Anche la grafia ripropone il gotico, a richiamare la fascinazione per il
retaggio nazista.
La
coalizione civica Schio ha commentato: "Stücke. Pezzi. Così i nazisti
chiamavano chi veniva prelevato e rinchiuso nei campi di concentramento. Un
pezzo è un oggetto. Essendo un oggetto puoi farci quello che vuoi e quando hai
finito di usarlo, lo puoi pure bruciare buttandolo in un forno. La violenza
passa attraverso una lenta deumanizzazione. Fa inorridire. Quando non si
riconosce la dignità umana altrui si mette in discussione pure la propria”
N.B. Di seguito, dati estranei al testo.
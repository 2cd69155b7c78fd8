//! Finding module - the persistable record for an accepted verdict

use crate::verdict::Confidence;
use std::fmt;

/// Maximum length, in characters, of the persisted snippet and reasoning fields
pub const MAX_FIELD_CHARS: usize = 1024;

/// Unique identifier for a finding based on UUIDv7
///
/// UUIDv7 provides:
/// - Chronological sortability for temporal queries
/// - 128-bit uniqueness
/// - RFC 9562-standard format with broad ecosystem support
/// - No coordination required for distributed generation
#[derive(Debug, Clone, Copy, PartialEq, Eq, PartialOrd, Ord, Hash)]
pub struct FindingId(u128);

impl FindingId {
    /// Generate a new UUIDv7-based FindingId
    pub fn new() -> Self {
        Self(uuid::Uuid::now_v7().as_u128())
    }

    /// Create a FindingId from a raw u128 value
    ///
    /// This is primarily for storage layer deserialization.
    pub fn from_value(value: u128) -> Self {
        Self(value)
    }

    /// Parse a FindingId from a UUIDv7 string
    pub fn from_string(s: &str) -> Result<Self, String> {
        uuid::Uuid::parse_str(s)
            .map(|u| Self(u.as_u128()))
            .map_err(|e| format!("Invalid UUIDv7 string: {}", e))
    }

    /// Get the raw u128 value
    pub fn value(&self) -> u128 {
        self.0
    }
}

impl Default for FindingId {
    fn default() -> Self {
        Self::new()
    }
}

impl fmt::Display for FindingId {
    fn fmt(&self, f: &mut fmt::Formatter<'_>) -> fmt::Result {
        write!(f, "{}", uuid::Uuid::from_u128(self.0))
    }
}

/// A confirmed potential leak, ready for persistence
///
/// Findings exist only for candidates whose verdict passed the confidence
/// gate (High or Medium). The snippet and reasoning fields are truncated to
/// [`MAX_FIELD_CHARS`] characters at construction; truncation is silent and
/// deterministic. Confidence casing is normalized here, regardless of what
/// the classifier produced.
#[derive(Debug, Clone, PartialEq)]
pub struct Finding {
    /// Unique identifier
    pub id: FindingId,

    /// Repository the leak was found in
    pub repo_name: String,

    /// File path within the repository
    pub file_path: String,

    /// The matched secret value, truncated to [`MAX_FIELD_CHARS`] chars
    pub secret_snippet: String,

    /// Confidence level (always High or Medium)
    pub confidence: Confidence,

    /// Classifier reasoning, truncated to [`MAX_FIELD_CHARS`] chars
    pub reasoning: String,

    /// When the scan produced this finding (ISO-8601 UTC, microsecond
    /// precision, trailing Z)
    pub scan_timestamp: String,
}

impl Finding {
    /// Create a new finding, enforcing the field-length limits
    pub fn new(
        repo_name: impl Into<String>,
        file_path: impl Into<String>,
        secret_snippet: &str,
        confidence: Confidence,
        reasoning: &str,
        scan_timestamp: impl Into<String>,
    ) -> Self {
        Self {
            id: FindingId::new(),
            repo_name: repo_name.into(),
            file_path: file_path.into(),
            secret_snippet: truncate_chars(secret_snippet, MAX_FIELD_CHARS),
            confidence,
            reasoning: truncate_chars(reasoning, MAX_FIELD_CHARS),
            scan_timestamp: scan_timestamp.into(),
        }
    }
}

/// Take the first `max` characters of a string
///
/// Character-based, never splits a UTF-8 sequence.
fn truncate_chars(s: &str, max: usize) -> String {
    match s.char_indices().nth(max) {
        Some((idx, _)) => s[..idx].to_string(),
        Option::None => s.to_string(),
    }
}

#[cfg(test)]
mod tests {
    use super::*;

    #[test]
    fn test_finding_id_chronological() {
        let id1 = FindingId::new();
        std::thread::sleep(std::time::Duration::from_millis(2));
        let id2 = FindingId::new();

        assert!(id1 < id2, "Earlier UUIDv7 should be less than later UUIDv7");
    }

    #[test]
    fn test_finding_id_display_and_parse() {
        let id = FindingId::new();
        let id_str = id.to_string();

        // UUIDv7 strings are 36 characters (8-4-4-4-12 with hyphens)
        assert_eq!(id_str.len(), 36);

        let parsed = FindingId::from_string(&id_str).unwrap();
        assert_eq!(id, parsed);
    }

    #[test]
    fn test_finding_id_invalid_string() {
        assert!(FindingId::from_string("not-a-valid-uuid").is_err());
        assert!(FindingId::from_string("").is_err());
    }

    #[test]
    fn test_finding_truncates_long_fields() {
        let long_secret = "s".repeat(2000);
        let long_reasoning = "r".repeat(2000);

        let finding = Finding::new(
            "org/repo",
            "cfg.yaml",
            &long_secret,
            Confidence::High,
            &long_reasoning,
            "2026-01-01T00:00:00.000000Z",
        );

        assert_eq!(finding.secret_snippet.chars().count(), MAX_FIELD_CHARS);
        assert_eq!(finding.reasoning.chars().count(), MAX_FIELD_CHARS);
    }

    #[test]
    fn test_finding_short_fields_untouched() {
        let finding = Finding::new(
            "org/repo",
            "cfg.yaml",
            "AbCdEf1234567890XyZ",
            Confidence::Medium,
            "Looks real.",
            "2026-01-01T00:00:00.000000Z",
        );

        assert_eq!(finding.secret_snippet, "AbCdEf1234567890XyZ");
        assert_eq!(finding.reasoning, "Looks real.");
    }

    #[test]
    fn test_truncate_respects_char_boundaries() {
        // Multi-byte characters must not be split
        let s = "é".repeat(1500);
        let truncated = truncate_chars(&s, MAX_FIELD_CHARS);
        assert_eq!(truncated.chars().count(), MAX_FIELD_CHARS);
        assert!(truncated.chars().all(|c| c == 'é'));
    }
}

#[cfg(test)]
mod proptests {
    use super::*;
    use proptest::prelude::*;

    proptest! {
        /// Property: truncation never exceeds the limit and preserves prefixes
        #[test]
        fn test_truncate_bounded(s in ".*") {
            let truncated = truncate_chars(&s, MAX_FIELD_CHARS);
            prop_assert!(truncated.chars().count() <= MAX_FIELD_CHARS);
            prop_assert!(s.starts_with(&truncated));
        }

        /// Property: truncation is idempotent
        #[test]
        fn test_truncate_idempotent(s in ".*") {
            let once = truncate_chars(&s, MAX_FIELD_CHARS);
            let twice = truncate_chars(&once, MAX_FIELD_CHARS);
            prop_assert_eq!(once, twice);
        }

        /// Property: FindingId round-trips through its string representation
        #[test]
        fn test_finding_id_string_roundtrip(value: u128) {
            let id = FindingId::from_value(value);
            let id_str = id.to_string();

            match FindingId::from_string(&id_str) {
                Ok(parsed) => prop_assert_eq!(id, parsed),
                Err(e) => return Err(TestCaseError::fail(e)),
            }
        }
    }
}
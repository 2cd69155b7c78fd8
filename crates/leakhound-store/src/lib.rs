//! Leakhound Storage Layer
//!
//! SQLite-backed corpus hunt and finding persistence.
//!
//! # Architecture
//!
//! One `SqliteStore` serves both boundary traits from `leakhound-domain`:
//! `CandidateSource` runs the configurable hunt query against the staging
//! table, and `FindingSink` writes accepted findings record by record so a
//! single bad row cannot sink the batch.
//!
//! # Examples
//!
//! ```no_run
//! use leakhound_store::SqliteStore;
//!
//! let store = SqliteStore::open(":memory:").unwrap();
//! // Store is now ready for hunt and persistence operations
//! ```

#![warn(missing_docs)]

use leakhound_domain::traits::{CandidateSource, FindingSink, HuntError, InsertFailure};
use leakhound_domain::{Candidate, Confidence, Finding, FindingId};
use rusqlite::{params, Connection, ErrorCode};
use std::path::Path;
use thiserror::Error;

/// Hunt query used when the deployment does not configure its own
pub const DEFAULT_HUNT_QUERY: &str =
    "SELECT repo_name, file_path, content, secret_value FROM corpus_candidates ORDER BY rowid";

/// Errors that can occur during storage operations
#[derive(Error, Debug)]
pub enum StoreError {
    /// Database error
    #[error("Database error: {0}")]
    Database(#[from] rusqlite::Error),

    /// Invalid data format
    #[error("Invalid data: {0}")]
    InvalidData(String),
}

/// SQLite-based candidate source and finding sink
///
/// # Thread Safety
///
/// SQLite connections are not thread-safe. Callers share a store across
/// tasks behind a mutex, or open one store per thread.
pub struct SqliteStore {
    conn: Connection,
    hunt_query: String,
}

impl SqliteStore {
    /// Open a store at the given database path and initialize the schema
    ///
    /// Use `:memory:` for an in-memory database (useful for testing).
    ///
    /// # Examples
    ///
    /// ```no_run
    /// use leakhound_store::SqliteStore;
    ///
    /// let store = SqliteStore::open("leakhound.db").unwrap();
    /// ```
    pub fn open<P: AsRef<Path>>(path: P) -> Result<Self, StoreError> {
        let conn = Connection::open(path)?;
        let mut store = Self {
            conn,
            hunt_query: DEFAULT_HUNT_QUERY.to_string(),
        };
        store.initialize_schema()?;
        Ok(store)
    }

    /// Replace the hunt query this source runs
    ///
    /// The query must produce the columns `repo_name`, `file_path`,
    /// `content`, `secret_value` in that order.
    pub fn with_hunt_query(mut self, query: impl Into<String>) -> Self {
        self.hunt_query = query.into();
        self
    }

    /// Initialize the database schema
    fn initialize_schema(&mut self) -> Result<(), StoreError> {
        let schema = include_str!("schema.sql");
        self.conn.execute_batch(schema)?;
        Ok(())
    }

    /// Stage a candidate row for the hunt to discover
    pub fn stage_candidate(&mut self, candidate: &Candidate) -> Result<(), StoreError> {
        self.conn.execute(
            "INSERT INTO corpus_candidates (repo_name, file_path, content, secret_value)
             VALUES (?1, ?2, ?3, ?4)",
            params![
                &candidate.repo_name,
                &candidate.file_path,
                &candidate.content,
                &candidate.secret_value,
            ],
        )?;
        Ok(())
    }

    /// Number of persisted findings
    pub fn finding_count(&self) -> Result<usize, StoreError> {
        let count: i64 = self
            .conn
            .query_row("SELECT COUNT(*) FROM findings", [], |row| row.get(0))?;
        Ok(count as usize)
    }

    /// All persisted findings, ordered by scan timestamp then id
    pub fn list_findings(&self) -> Result<Vec<Finding>, StoreError> {
        let mut stmt = self.conn.prepare(
            "SELECT id, repo_name, file_path, secret_snippet, ai_confidence, ai_reasoning, scan_timestamp
             FROM findings ORDER BY scan_timestamp, id",
        )?;

        let findings = stmt
            .query_map([], |row| {
                let id_bytes: Vec<u8> = row.get(0)?;
                let id = Self::bytes_to_finding_id(&id_bytes).map_err(|e| {
                    rusqlite::Error::FromSqlConversionFailure(
                        0,
                        rusqlite::types::Type::Blob,
                        Box::new(e),
                    )
                })?;

                let label: String = row.get(4)?;
                let confidence = Confidence::from_label(&label).ok_or_else(|| {
                    rusqlite::Error::FromSqlConversionFailure(
                        4,
                        rusqlite::types::Type::Text,
                        Box::new(StoreError::InvalidData(format!(
                            "Unknown confidence label: {}",
                            label
                        ))),
                    )
                })?;

                Ok(Finding {
                    id,
                    repo_name: row.get(1)?,
                    file_path: row.get(2)?,
                    secret_snippet: row.get(3)?,
                    confidence,
                    reasoning: row.get(5)?,
                    scan_timestamp: row.get(6)?,
                })
            })?
            .collect::<Result<Vec<_>, _>>()?;

        Ok(findings)
    }

    /// Convert FindingId to bytes for storage
    fn finding_id_to_bytes(id: FindingId) -> Vec<u8> {
        id.value().to_be_bytes().to_vec()
    }

    /// Convert bytes to FindingId
    fn bytes_to_finding_id(bytes: &[u8]) -> Result<FindingId, StoreError> {
        if bytes.len() != 16 {
            return Err(StoreError::InvalidData(format!(
                "Expected 16 bytes for FindingId, got {}",
                bytes.len()
            )));
        }
        let mut arr = [0u8; 16];
        arr.copy_from_slice(bytes);
        Ok(FindingId::from_value(u128::from_be_bytes(arr)))
    }
}

/// Map a rusqlite failure to the hunt's fatal error taxonomy
///
/// Query preparation and column-shape failures carry the failing query text
/// so operators can see exactly what was run.
fn map_hunt_error(e: rusqlite::Error, query: &str) -> HuntError {
    match e {
        rusqlite::Error::SqlInputError { msg, .. } => HuntError::MalformedQuery {
            query: query.to_string(),
            message: msg,
        },
        rusqlite::Error::InvalidColumnIndex(_)
        | rusqlite::Error::InvalidColumnName(_)
        | rusqlite::Error::InvalidColumnType(..) => HuntError::MalformedQuery {
            query: query.to_string(),
            message: e.to_string(),
        },
        rusqlite::Error::SqliteFailure(inner, msg) => {
            let message = msg.unwrap_or_else(|| inner.to_string());
            match inner.code {
                ErrorCode::PermissionDenied
                | ErrorCode::ReadOnly
                | ErrorCode::AuthorizationForStatementDenied => {
                    HuntError::PermissionDenied(message)
                }
                _ => HuntError::Source(message),
            }
        }
        other => HuntError::Source(other.to_string()),
    }
}

impl CandidateSource for SqliteStore {
    fn fetch_candidates(&self) -> Result<Vec<Candidate>, HuntError> {
        let mut stmt = self
            .conn
            .prepare(&self.hunt_query)
            .map_err(|e| map_hunt_error(e, &self.hunt_query))?;

        let rows = stmt
            .query_map([], |row| {
                let repo_name: String = row.get(0)?;
                let file_path: String = row.get(1)?;
                let content: Option<String> = row.get(2)?;
                let secret_value: Option<String> = row.get(3)?;
                Ok((repo_name, file_path, content, secret_value))
            })
            .map_err(|e| map_hunt_error(e, &self.hunt_query))?
            .collect::<Result<Vec<_>, _>>()
            .map_err(|e| map_hunt_error(e, &self.hunt_query))?;

        // Rows without a usable secret value never become candidates
        let candidates = rows
            .into_iter()
            .filter_map(|(repo_name, file_path, content, secret_value)| {
                let secret_value = secret_value?;
                if secret_value.is_empty() {
                    return Option::None;
                }
                Some(Candidate::new(
                    repo_name,
                    file_path,
                    content.unwrap_or_default(),
                    secret_value,
                ))
            })
            .collect();

        Ok(candidates)
    }
}

impl FindingSink for SqliteStore {
    type Error = StoreError;

    fn insert_findings(&mut self, findings: &[Finding]) -> Result<Vec<InsertFailure>, StoreError> {
        let mut failures = Vec::new();

        for (index, finding) in findings.iter().enumerate() {
            let result = self.conn.execute(
                "INSERT INTO findings (id, repo_name, file_path, secret_snippet, ai_confidence, ai_reasoning, scan_timestamp)
                 VALUES (?1, ?2, ?3, ?4, ?5, ?6, ?7)",
                params![
                    Self::finding_id_to_bytes(finding.id),
                    &finding.repo_name,
                    &finding.file_path,
                    &finding.secret_snippet,
                    finding.confidence.as_str(),
                    &finding.reasoning,
                    &finding.scan_timestamp,
                ],
            );

            if let Err(e) = result {
                failures.push(InsertFailure {
                    index,
                    message: e.to_string(),
                });
            }
        }

        Ok(failures)
    }
}

#[cfg(test)]
mod tests {
    use super::*;

    fn store() -> SqliteStore {
        SqliteStore::open(":memory:").unwrap()
    }

    fn finding(repo: &str, secret: &str) -> Finding {
        Finding::new(
            repo,
            "cfg.yaml",
            secret,
            Confidence::High,
            "Looks like a live credential.",
            "2026-08-31T12:00:00.000000Z",
        )
    }

    #[test]
    fn test_fetch_returns_staged_candidates_in_order() {
        let mut store = store();
        let first = Candidate::new("r1", "a.py", "key = sk_live_aaa", "sk_live_aaa");
        let second = Candidate::new("r2", "b.py", "key = sk_live_bbb", "sk_live_bbb");
        store.stage_candidate(&first).unwrap();
        store.stage_candidate(&second).unwrap();

        let candidates = store.fetch_candidates().unwrap();
        assert_eq!(candidates, vec![first, second]);
    }

    #[test]
    fn test_fetch_skips_rows_without_secret_value() {
        let mut store = store();
        store
            .conn
            .execute(
                "INSERT INTO corpus_candidates (repo_name, file_path, content, secret_value)
                 VALUES ('r1', 'a.py', 'x', NULL), ('r1', 'b.py', 'y', ''), ('r1', 'c.py', 'z', 'sk_live_ok')",
                [],
            )
            .unwrap();

        let candidates = store.fetch_candidates().unwrap();
        assert_eq!(candidates.len(), 1);
        assert_eq!(candidates[0].file_path, "c.py");
    }

    #[test]
    fn test_fetch_treats_null_content_as_empty() {
        let mut store = store();
        store
            .conn
            .execute(
                "INSERT INTO corpus_candidates (repo_name, file_path, content, secret_value)
                 VALUES ('r1', 'a.py', NULL, 'sk_live_ok')",
                [],
            )
            .unwrap();

        let candidates = store.fetch_candidates().unwrap();
        assert_eq!(candidates[0].content, "");
    }

    #[test]
    fn test_malformed_hunt_query_carries_query_text() {
        let store = store().with_hunt_query("SELECT nope FROM nowhere");

        let err = store.fetch_candidates().unwrap_err();
        match err {
            HuntError::MalformedQuery { query, message } => {
                assert_eq!(query, "SELECT nope FROM nowhere");
                assert!(message.contains("nowhere"), "message was {:?}", message);
            }
            other => panic!("expected MalformedQuery, got {:?}", other),
        }
    }

    #[test]
    fn test_insert_batch_persists_all_findings() {
        let mut store = store();
        let batch = vec![finding("r1", "sk_live_one"), finding("r2", "sk_live_two")];

        let failures = store.insert_findings(&batch).unwrap();
        assert!(failures.is_empty());
        assert_eq!(store.finding_count().unwrap(), 2);

        let listed = store.list_findings().unwrap();
        assert_eq!(listed.len(), 2);
        assert!(listed.iter().any(|f| f.secret_snippet == "sk_live_one"));
    }

    #[test]
    fn test_duplicate_id_fails_only_that_record() {
        let mut store = store();
        let good = finding("r1", "sk_live_one");
        let duplicate = good.clone();
        let other = finding("r2", "sk_live_two");

        let failures = store
            .insert_findings(&[good, duplicate, other])
            .unwrap();

        assert_eq!(failures.len(), 1);
        assert_eq!(failures[0].index, 1);
        assert!(failures[0].message.to_lowercase().contains("unique"));
        assert_eq!(store.finding_count().unwrap(), 2);
    }

    #[test]
    fn test_findings_roundtrip_all_fields() {
        let mut store = store();
        let original = finding("org/repo", "AbCdEf1234567890XyZ");

        store.insert_findings(std::slice::from_ref(&original)).unwrap();
        let listed = store.list_findings().unwrap();

        assert_eq!(listed, vec![original]);
    }

    #[test]
    fn test_store_survives_reopen() {
        let dir = tempfile::tempdir().unwrap();
        let path = dir.path().join("leakhound.db");

        {
            let mut store = SqliteStore::open(&path).unwrap();
            store.insert_findings(&[finding("r1", "sk_live_one")]).unwrap();
        }

        let store = SqliteStore::open(&path).unwrap();
        assert_eq!(store.finding_count().unwrap(), 1);
    }

    #[test]
    fn test_map_hunt_error_classifies_permission_codes() {
        let ffi = rusqlite::ffi::Error::new(rusqlite::ffi::SQLITE_PERM);
        let err = rusqlite::Error::SqliteFailure(ffi, Some("access denied".to_string()));

        match map_hunt_error(err, "SELECT 1") {
            HuntError::PermissionDenied(msg) => assert_eq!(msg, "access denied"),
            other => panic!("expected PermissionDenied, got {:?}", other),
        }
    }

    #[test]
    fn test_map_hunt_error_defaults_to_source() {
        let ffi = rusqlite::ffi::Error::new(rusqlite::ffi::SQLITE_BUSY);
        let err = rusqlite::Error::SqliteFailure(ffi, Option::None);

        assert!(matches!(
            map_hunt_error(err, "SELECT 1"),
            HuntError::Source(_)
        ));
    }

    #[test]
    fn test_column_shape_errors_are_malformed_query() {
        let err = rusqlite::Error::InvalidColumnIndex(7);
        assert!(matches!(
            map_hunt_error(err, "SELECT 1"),
            HuntError::MalformedQuery { .. }
        ));
    }
}
//! Error types for the triage pipeline
//!
//! Only hunt failures are fatal to a run. Classification, context extraction,
//! and parsing failures degrade to verdicts inside the loop, and persistence
//! failures are logged without flipping the run's outcome, so none of them
//! appear here.

use leakhound_domain::HuntError;
use thiserror::Error;

/// Errors that can abort a triage run
#[derive(Error, Debug)]
pub enum TriageError {
    /// The corpus refused access to the hunt
    #[error("Permission error: {0}")]
    PermissionDenied(String),

    /// The hunt query was rejected
    #[error("Bad query error: {0}")]
    BadQuery(String),

    /// Any other corpus-access failure
    #[error("Corpus hunt failed: {0}")]
    Hunt(String),
}

impl From<HuntError> for TriageError {
    fn from(e: HuntError) -> Self {
        match e {
            HuntError::PermissionDenied(msg) => TriageError::PermissionDenied(msg),
            HuntError::MalformedQuery { message, .. } => TriageError::BadQuery(message),
            HuntError::Source(msg) => TriageError::Hunt(msg),
        }
    }
}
“Crepa sporca ebrea”, hanno scritto altre
immondi carogne sul pianerottolo di casa di Maria Bigliani pensionata di 65
anni, di Torino, figlia di una staffetta partigiana.
Nello
stesso Giorno della Memoria, non sono mancati poi altri insulti e minacce
social a Liliana Segre, a Verdelli, direttore di Repubblica, a Berizzi e tanti
altri.
“L'Università e lo
studio sono l'antidoto all'odio e all'intolleranza,” ci ricorda Sergio
Mattarella, dopo la celebrazione del Giorno della Memoria, legge 20 luglio
2000, n. 211.
Ma
secondo me non basta: la libertà conquistata con la fine del nazifascismo va
difesa tutti i giorni, con determinazione. Essere antifascisti vuol dire
ricordare sempre chi è morto per la nostra libertà di pensiero e di parola
oggi.
Anche
per ricordare alle giovani generazioni, soprattutto quando non ci saranno più
testimoni viventi di quell’abominevole mostruosità, che è possibile convivere
senza discriminazioni e pregiudizi, cancellando feccia e inutile zavorra.